> _EXERCISE_
Transcribe each record exactly. Include every one.

** Opening GIVEN INFORMATION block **

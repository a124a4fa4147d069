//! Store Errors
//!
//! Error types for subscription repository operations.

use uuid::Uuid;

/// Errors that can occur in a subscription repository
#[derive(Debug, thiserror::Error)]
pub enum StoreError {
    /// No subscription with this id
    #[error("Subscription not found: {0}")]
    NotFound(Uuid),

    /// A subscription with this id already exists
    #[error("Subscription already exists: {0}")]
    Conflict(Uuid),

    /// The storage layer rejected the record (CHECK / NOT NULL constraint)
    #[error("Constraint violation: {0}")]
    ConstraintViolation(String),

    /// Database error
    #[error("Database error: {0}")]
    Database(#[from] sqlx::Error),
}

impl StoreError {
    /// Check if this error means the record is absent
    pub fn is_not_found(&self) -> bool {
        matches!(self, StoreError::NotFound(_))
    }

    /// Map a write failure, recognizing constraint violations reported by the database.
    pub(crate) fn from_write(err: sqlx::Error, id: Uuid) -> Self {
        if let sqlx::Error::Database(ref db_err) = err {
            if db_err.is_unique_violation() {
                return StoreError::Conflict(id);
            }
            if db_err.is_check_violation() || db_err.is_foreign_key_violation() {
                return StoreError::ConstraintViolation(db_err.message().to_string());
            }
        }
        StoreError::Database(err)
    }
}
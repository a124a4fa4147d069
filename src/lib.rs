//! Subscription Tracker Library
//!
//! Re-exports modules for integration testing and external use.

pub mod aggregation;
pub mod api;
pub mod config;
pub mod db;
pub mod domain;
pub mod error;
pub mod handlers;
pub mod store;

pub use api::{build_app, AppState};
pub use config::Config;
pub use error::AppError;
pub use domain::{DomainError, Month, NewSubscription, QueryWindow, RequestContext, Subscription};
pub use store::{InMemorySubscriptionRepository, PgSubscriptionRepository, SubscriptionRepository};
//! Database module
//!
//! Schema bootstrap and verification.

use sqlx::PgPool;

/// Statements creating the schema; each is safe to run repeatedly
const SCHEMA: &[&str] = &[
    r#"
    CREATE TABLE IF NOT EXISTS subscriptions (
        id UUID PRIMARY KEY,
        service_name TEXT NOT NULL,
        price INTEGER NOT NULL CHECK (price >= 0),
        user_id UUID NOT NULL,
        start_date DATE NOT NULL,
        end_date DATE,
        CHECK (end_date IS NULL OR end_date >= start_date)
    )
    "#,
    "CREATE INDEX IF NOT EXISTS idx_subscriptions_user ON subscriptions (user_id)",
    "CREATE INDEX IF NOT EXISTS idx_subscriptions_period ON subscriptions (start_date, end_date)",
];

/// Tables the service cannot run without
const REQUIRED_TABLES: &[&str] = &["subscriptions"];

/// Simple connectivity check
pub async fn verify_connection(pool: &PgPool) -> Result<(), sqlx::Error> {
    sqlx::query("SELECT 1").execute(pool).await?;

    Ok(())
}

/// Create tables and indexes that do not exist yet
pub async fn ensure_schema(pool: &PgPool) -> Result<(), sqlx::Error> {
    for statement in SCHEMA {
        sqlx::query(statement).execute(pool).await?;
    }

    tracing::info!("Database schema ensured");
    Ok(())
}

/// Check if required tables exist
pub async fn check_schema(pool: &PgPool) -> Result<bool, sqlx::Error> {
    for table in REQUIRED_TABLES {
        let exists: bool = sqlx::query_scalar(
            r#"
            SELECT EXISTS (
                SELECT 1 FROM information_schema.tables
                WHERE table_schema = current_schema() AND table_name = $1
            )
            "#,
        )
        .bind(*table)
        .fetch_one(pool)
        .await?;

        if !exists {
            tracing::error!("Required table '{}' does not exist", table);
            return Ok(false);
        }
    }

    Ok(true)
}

** Closing GIVEN INFORMATION block **

> _SOLVED EXERCISE_
repository a124a4fa4147d069
//! Store Errors
//!
//! Error types for subscription repository operations.

use uuid::Uuid;

/// Errors that can occur in a subscription repository
#[derive(Debug, thiserror::Error)]
pub enum StoreError {
    /// No subscription with this id
    #[error("Subscription not found: {0}")]
    NotFound(Uuid),

    /// A subscription with this id already exists
    #[error("Subscription already exists: {0}")]
    Conflict(Uuid),

    /// The storage layer rejected the record (CHECK / NOT NULL constraint)
    #[error("Constraint violation: {0}")]
    ConstraintViolation(String),

    /// Database error
    #[error("Database error: {0}")]
    Database(#[from] sqlx::Error),
}

impl StoreError {
    /// Check if this error means the record is absent
    pub fn is_not_found(&self) -> bool {
        matches!(self, StoreError::NotFound(_))
    }

    /// Map a write failure, recognizing constraint violations reported by the database.
    pub(crate) fn from_write(err: sqlx::Error, id: Uuid) -> Self {
        if let sqlx::Error::Database(ref db_err) = err {
            if db_err.is_unique_violation() {
                return StoreError::Conflict(id);
            }
            if db_err.is_check_violation() || db_err.is_foreign_key_violation() {
                return StoreError::ConstraintViolation(db_err.message().to_string());
            }
        }
        StoreError::Database(err)
    }
}
repository a124a4fa4147d069
filename src/lib.rs
//! Subscription Tracker Library
//!
//! Re-exports modules for integration testing and external use.

pub mod aggregation;
pub mod api;
pub mod config;
pub mod db;
pub mod domain;
pub mod error;
pub mod handlers;
pub mod store;

pub use api::{build_app, AppState};
pub use config::Config;
pub use error::AppError;
pub use domain::{DomainError, Month, NewSubscription, QueryWindow, RequestContext, Subscription};
pub use store::{InMemorySubscriptionRepository, PgSubscriptionRepository, SubscriptionRepository};
//! Database module
//!
//! Schema bootstrap and verification.

use sqlx::PgPool;

/// Statements creating the schema; each is safe to run repeatedly
const SCHEMA: &[&str] = &[
    r#"
    CREATE TABLE IF NOT EXISTS subscriptions (
        id UUID PRIMARY KEY,
        service_name TEXT NOT NULL,
        price INTEGER NOT NULL CHECK (price >= 0),
        user_id UUID NOT NULL,
        start_date DATE NOT NULL,
        end_date DATE,
        CHECK (end_date IS NULL OR end_date >= start_date)
    )
    "#,
    "CREATE INDEX IF NOT EXISTS idx_subscriptions_user ON subscriptions (user_id)",
    "CREATE INDEX IF NOT EXISTS idx_subscriptions_period ON subscriptions (start_date, end_date)",
];

/// Tables the service cannot run without
const REQUIRED_TABLES: &[&str] = &["subscriptions"];

/// Simple connectivity check
pub async fn verify_connection(pool: &PgPool) -> Result<(), sqlx::Error> {
    sqlx::query("SELECT 1").execute(pool).await?;

    Ok(())
}

/// Create tables and indexes that do not exist yet
pub async fn ensure_schema(pool: &PgPool) -> Result<(), sqlx::Error> {
    for statement in SCHEMA {
        sqlx::query(statement).execute(pool).await?;
    }

    tracing::info!("Database schema ensured");
    Ok(())
}

/// Check if required tables exist
pub async fn check_schema(pool: &PgPool) -> Result<bool, sqlx::Error> {
    for table in REQUIRED_TABLES {
        let exists: bool = sqlx::query_scalar(
            r#"
            SELECT EXISTS (
                SELECT 1 FROM information_schema.tables
                WHERE table_schema = current_schema() AND table_name = $1
            )
            "#,
        )
        .bind(*table)
        .fetch_one(pool)
        .await?;

        if !exists {
            tracing::error!("Required table '{}' does not exist", table);
            return Ok(false);
        }
    }

    Ok(true)
}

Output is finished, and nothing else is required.